[Saved data entries]
══════════════════════════════
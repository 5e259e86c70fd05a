use printpdf::path::PaintMode;
use printpdf::{
    BuiltinFont, Color, IndirectFontRef, Mm, PdfDocument, PdfDocumentReference, PdfLayerReference,
    Rect, Rgb,
};

use super::status_label;
use crate::errors::{Result, TeknofestError};
use crate::models::exports::TeamMember;
use crate::models::projects::Project;

const PAGE_WIDTH: f32 = 210.0;
const PAGE_HEIGHT: f32 = 297.0;
const MARGIN_X: f32 = 20.0;
const MARGIN_TOP: f32 = 20.0;
const MARGIN_BOTTOM: f32 = 20.0;
const PT_TO_MM: f32 = 0.3528;
// Helvetica 平均字宽约 0.5em，用于估算换行
const AVG_CHAR_EM: f32 = 0.5;

const HEADER_GREEN: (u8, u8, u8) = (16, 185, 129);

/// 内置字体只支持 WinAnsi 编码，土耳其语特有字母替换为近似拉丁字母
pub fn transliterate_char(c: char) -> Option<char> {
    match c {
        'ğ' => Some('g'),
        'Ğ' => Some('G'),
        'ş' => Some('s'),
        'Ş' => Some('S'),
        'ı' => Some('i'),
        'İ' => Some('I'),
        _ => None,
    }
}

pub fn transliterate(text: &str) -> String {
    text.chars()
        .map(|c| transliterate_char(c).unwrap_or(c))
        .collect()
}

fn text_width_mm(text: &str, font_size: f32) -> f32 {
    text.chars().count() as f32 * font_size * PT_TO_MM * AVG_CHAR_EM
}

/// 按估算字宽把文本折行，保留原有的换行
pub fn wrap_text(text: &str, max_width_mm: f32, font_size: f32) -> Vec<String> {
    let max_chars = ((max_width_mm / (font_size * PT_TO_MM * AVG_CHAR_EM)) as usize).max(1);
    let mut lines = Vec::new();

    for paragraph in text.lines() {
        let mut current = String::new();
        for word in paragraph.split_whitespace() {
            let mut word: Vec<char> = word.chars().collect();
            // 超长单词强制断开
            while word.len() > max_chars {
                if !current.is_empty() {
                    lines.push(std::mem::take(&mut current));
                }
                let rest = word.split_off(max_chars);
                lines.push(word.into_iter().collect());
                word = rest;
            }
            let word: String = word.into_iter().collect();
            let needed = current.chars().count() + usize::from(!current.is_empty()) + word.chars().count();
            if needed > max_chars && !current.is_empty() {
                lines.push(std::mem::take(&mut current));
            }
            if !current.is_empty() {
                current.push(' ');
            }
            current.push_str(&word);
        }
        lines.push(current);
    }

    if lines.is_empty() {
        lines.push(String::new());
    }
    lines
}

fn pdf_error(e: impl std::fmt::Display) -> TeknofestError {
    TeknofestError::document_generation(format!("PDF oluşturulamadı: {e}"))
}

/// A4 画布，坐标以页面左上角为原点（毫米）
struct Canvas {
    doc: PdfDocumentReference,
    layer: PdfLayerReference,
    regular: IndirectFontRef,
    bold: IndirectFontRef,
    cursor: f32,
}

impl Canvas {
    fn new(title: &str) -> Result<Self> {
        let (doc, page, layer) =
            PdfDocument::new(transliterate(title), Mm(PAGE_WIDTH), Mm(PAGE_HEIGHT), "Katman 1");
        let regular = doc
            .add_builtin_font(BuiltinFont::Helvetica)
            .map_err(pdf_error)?;
        let bold = doc
            .add_builtin_font(BuiltinFont::HelveticaBold)
            .map_err(pdf_error)?;
        let layer = doc.get_page(page).get_layer(layer);
        Ok(Self {
            doc,
            layer,
            regular,
            bold,
            cursor: MARGIN_TOP,
        })
    }

    fn new_page(&mut self) {
        let (page, layer) = self
            .doc
            .add_page(Mm(PAGE_WIDTH), Mm(PAGE_HEIGHT), "Katman 1");
        self.layer = self.doc.get_page(page).get_layer(layer);
        self.cursor = MARGIN_TOP;
    }

    /// 剩余高度不足时换页
    fn ensure_space(&mut self, height: f32) {
        if self.cursor + height > PAGE_HEIGHT - MARGIN_BOTTOM {
            self.new_page();
        }
    }

    fn text(&self, text: &str, size: f32, x: f32, y: f32, bold: bool) {
        let font = if bold { &self.bold } else { &self.regular };
        self.layer
            .use_text(transliterate(text), size, Mm(x), Mm(PAGE_HEIGHT - y), font);
    }

    fn centered(&self, text: &str, size: f32, y: f32, bold: bool) {
        let x = (PAGE_WIDTH - text_width_mm(text, size)) / 2.0;
        self.text(text, size, x.max(MARGIN_X), y, bold);
    }

    fn fill_color(&self, (r, g, b): (u8, u8, u8)) {
        self.layer.set_fill_color(Color::Rgb(Rgb::new(
            f32::from(r) / 255.0,
            f32::from(g) / 255.0,
            f32::from(b) / 255.0,
            None,
        )));
    }

    fn rect(&self, x: f32, y: f32, width: f32, height: f32, mode: PaintMode) {
        let rect = Rect::new(
            Mm(x),
            Mm(PAGE_HEIGHT - y - height),
            Mm(x + width),
            Mm(PAGE_HEIGHT - y),
        )
        .with_mode(mode);
        self.layer.add_rect(rect);
    }

    /// 从当前游标处逐行输出折行后的文本
    fn paragraph(&mut self, lines: &[String], size: f32, line_height: f32) {
        for line in lines {
            self.ensure_space(line_height);
            self.text(line, size, MARGIN_X, self.cursor, false);
            self.cursor += line_height;
        }
    }

    fn finish(self) -> Result<Vec<u8>> {
        self.doc.save_to_bytes().map_err(pdf_error)
    }
}

const TABLE_WIDTH: f32 = PAGE_WIDTH - 2.0 * MARGIN_X;
const ROW_HEIGHT: f32 = 8.0;

fn table_row(canvas: &mut Canvas, cells: [&str; 3], header: bool) {
    canvas.ensure_space(ROW_HEIGHT);
    let column = TABLE_WIDTH / 3.0;
    let y = canvas.cursor;

    if header {
        canvas.fill_color(HEADER_GREEN);
        canvas.rect(MARGIN_X, y, TABLE_WIDTH, ROW_HEIGHT, PaintMode::Fill);
        canvas.fill_color((255, 255, 255));
    } else {
        canvas.fill_color((0, 0, 0));
    }

    for (index, value) in cells.iter().enumerate() {
        let x = MARGIN_X + column * index as f32;
        canvas.rect(x, y, column, ROW_HEIGHT, PaintMode::Stroke);
        let shown = wrap_text(value, column - 4.0, 10.0)
            .into_iter()
            .next()
            .unwrap_or_default();
        canvas.text(&shown, 10.0, x + 2.0, y + 5.5, header);
    }

    canvas.fill_color((0, 0, 0));
    canvas.cursor += ROW_HEIGHT;
}

pub fn team_file(team_name: &str, team_description: &str, members: &[TeamMember]) -> Result<Vec<u8>> {
    let mut canvas = Canvas::new("Takım Tanıtım Dosyası")?;

    canvas.centered("TAKIM TANITIM DOSYASI", 22.0, 20.0, false);
    canvas.text("Takım İsmi:", 12.0, 20.0, 40.0, true);
    canvas.text(team_name, 12.0, 50.0, 40.0, false);
    canvas.text("Takım Açıklaması:", 12.0, 20.0, 50.0, true);

    canvas.cursor = 60.0;
    let description = wrap_text(team_description, 140.0, 12.0);
    canvas.paragraph(&description, 12.0, 7.0);

    canvas.ensure_space(ROW_HEIGHT * 2.0 + 5.0);
    canvas.text("Takım Üyeleri", 12.0, 20.0, canvas.cursor, true);
    canvas.cursor += 5.0;

    table_row(&mut canvas, ["Ad Soyad", "Görev", "Sınıf"], true);
    for member in members {
        table_row(
            &mut canvas,
            [&member.name, &member.role, &member.class],
            false,
        );
    }

    canvas.finish()
}

pub fn project_report(project: &Project) -> Result<Vec<u8>> {
    let mut canvas = Canvas::new(&project.title)?;

    for line in wrap_text(&project.title, TABLE_WIDTH, 18.0) {
        canvas.ensure_space(9.0);
        canvas.text(&line, 18.0, MARGIN_X, canvas.cursor + 6.0, true);
        canvas.cursor += 9.0;
    }
    canvas.cursor += 4.0;

    let meta = [
        ("Öğrenci:", project.student_username.clone()),
        ("Durum:", status_label(project.status).to_string()),
        (
            "Son Güncelleme:",
            project.updated_at.format("%d.%m.%Y %H:%M").to_string(),
        ),
    ];
    for (label, value) in &meta {
        canvas.text(label, 11.0, MARGIN_X, canvas.cursor, true);
        canvas.text(value, 11.0, MARGIN_X + 35.0, canvas.cursor, false);
        canvas.cursor += 6.0;
    }
    canvas.cursor += 6.0;

    let body = wrap_text(&project.description, TABLE_WIDTH, 11.0);
    canvas.paragraph(&body, 11.0, 6.0);

    canvas.finish()
}

#[cfg(test)]
mod tests {
    use super::*;
    use crate::models::projects::ProjectStatus;

    #[test]
    fn transliterates_non_winansi_letters() {
        assert_eq!(transliterate("Işık Şişe Dağ İz"), "Isik Sise Dag Iz");
        // WinAnsi 中已有的字母保持不变
        assert_eq!(transliterate("çöü ÇÖÜ"), "çöü ÇÖÜ");
    }

    #[test]
    fn wraps_on_word_boundaries() {
        // 12pt 下 140mm 约 66 个字符
        let text = "kelime ".repeat(30);
        let lines = wrap_text(&text, 140.0, 12.0);
        assert!(lines.len() > 1);
        assert!(lines.iter().all(|l| l.chars().count() <= 66));
        assert!(lines.iter().all(|l| !l.starts_with(' ') && !l.ends_with(' ')));
    }

    #[test]
    fn wrap_keeps_explicit_breaks_and_splits_long_words() {
        let lines = wrap_text("a\n\nb", 100.0, 12.0);
        assert_eq!(lines, vec!["a", "", "b"]);

        let long = "x".repeat(150);
        let lines = wrap_text(&long, 140.0, 12.0);
        assert_eq!(lines.len(), 3);
        assert_eq!(lines.concat(), long);

        assert_eq!(wrap_text("", 100.0, 12.0), vec![String::new()]);
    }

    #[test]
    fn team_file_is_pdf() {
        let members = vec![TeamMember::default()];
        let bytes = team_file("Kaçkar", &"Açıklama ".repeat(200), &members).unwrap();
        assert!(bytes.starts_with(b"%PDF"));
    }

    #[test]
    fn project_report_is_pdf() {
        let now = chrono::Utc::now();
        let project = Project {
            id: 1,
            student_username: "ayse".into(),
            title: "Çay Atığından Biyoplastik".into(),
            description: "PROJE ÖZETİ\n".repeat(120),
            status: ProjectStatus::Draft,
            created_at: now,
            updated_at: now,
        };
        let bytes = project_report(&project).unwrap();
        assert!(bytes.starts_with(b"%PDF"));
    }
}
══════════════════════════════
_What you will do_
Beginning at the first line of the records, give again each line exactly as written, ending with the line that contains "pub fn wrap_text(text: &str, max_width_mm: f32, font_size: f32)".

_Output of the task_
repository 5e259e86c70fd05a
use printpdf::path::PaintMode;
use printpdf::{
    BuiltinFont, Color, IndirectFontRef, Mm, PdfDocument, PdfDocumentReference, PdfLayerReference,
    Rect, Rgb,
};

use super::status_label;
use crate::errors::{Result, TeknofestError};
use crate::models::exports::TeamMember;
use crate::models::projects::Project;

const PAGE_WIDTH: f32 = 210.0;
const PAGE_HEIGHT: f32 = 297.0;
const MARGIN_X: f32 = 20.0;
const MARGIN_TOP: f32 = 20.0;
const MARGIN_BOTTOM: f32 = 20.0;
const PT_TO_MM: f32 = 0.3528;
// Helvetica 平均字宽约 0.5em，用于估算换行
const AVG_CHAR_EM: f32 = 0.5;

const HEADER_GREEN: (u8, u8, u8) = (16, 185, 129);

/// 内置字体只支持 WinAnsi 编码，土耳其语特有字母替换为近似拉丁字母
pub fn transliterate_char(c: char) -> Option<char> {
    match c {
        'ğ' => Some('g'),
        'Ğ' => Some('G'),
        'ş' => Some('s'),
        'Ş' => Some('S'),
        'ı' => Some('i'),
        'İ' => Some('I'),
        _ => None,
    }
}

pub fn transliterate(text: &str) -> String {
    text.chars()
        .map(|c| transliterate_char(c).unwrap_or(c))
        .collect()
}

fn text_width_mm(text: &str, font_size: f32) -> f32 {
    text.chars().count() as f32 * font_size * PT_TO_MM * AVG_CHAR_EM
}

/// 按估算字宽把文本折行，保留原有的换行
pub fn wrap_text(text: &str, max_width_mm: f32, font_size: f32) -> Vec<String> {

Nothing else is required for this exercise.